Para el prestigio del hospital, se inició inmediatamente una in vestigación, con entrevistas, análisis y la reconstrucción de sucesos. Empezaron hablando con la enfermera de día. ¿Qué sabía ella? Nada, según resultó. Ella apenas había empezado su turno; su primera interacción con la señora Grant había ocurrido cuando ella observó las convulsiones y alertó al equipo de urgencia. El enfermero de noche tenía más que decir, pero nada parecía arrojar alguna luz, al principio. Aparentemente, él estaba en la estación de enfermeros cuando sonó la alarma a las 6:45 de la mañana. El monitor reportaba que un catéter en la vena de la señora Grant para administrar fármacos mostraba una posible oclusión, un coágulo de sangre con riesgo potencial de muerte. Al entender la gravedad de la situación, se apresuró a la habitación de la señora Grant, cargó una jeringa con una dosis del anticoagulante heparina y lo inyectó en la línea. Confirmó que la señora Grant descansaba cómodamente reanudó el cuidado de sus otros pacientes. Hasta que sonó la llamada de urgencia una hora y media después fue que vio nuevamente a la señora Grant.
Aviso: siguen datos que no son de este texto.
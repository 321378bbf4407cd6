//! Picker error types.

use thiserror::Error;

/// Errors returned by membership and weight operations.
#[derive(Debug, Error, PartialEq, Eq)]
pub enum WeightError {
    #[error("candidate already exists: {0}")]
    Duplicate(String),

    #[error("candidate not found: {0}")]
    NotFound(String),

    #[error("no candidates registered")]
    Empty,

    #[error("degrade amount must not be negative: {0}")]
    NegativeAmount(i64),

    #[error("invalid balancer config: {0}")]
    InvalidConfig(String),
}

pub type WeightResult<T> = Result<T, WeightError>;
La investigación estaba resultando un chasco hasta que alguien que hacía un inventario de la habitación de la señora Grant preguntó en dónde estaba la ampolleta de la heparina. Debería estar en el contenedor de artículos afilados, la caja en que se desechan las ampolletas, agujas y otros materiales peligrosos que se utilizan, pero no estaba. La enfermería es un trabajo ajetreado con ramalazos constantes de tareas de corta duración y la atención de un paciente inextricablemente entrelazada con aquella de otros. La ampolleta podría haberse arrastrado en el trajín del trabajo. Inmediatamente, los investigadores empezaron a buscarla en otra parte. ¿Estaba en algún mostrador o en un gabinete? ¿La había llevado alguien a la habitación de otro paciente? No podían localizarla. Luego, el empleado que hacía el inventario hizo una pregunta más ominosa: ¿por qué había una ampolleta de dosis múltiples de insulina vacía en la caja de desecho?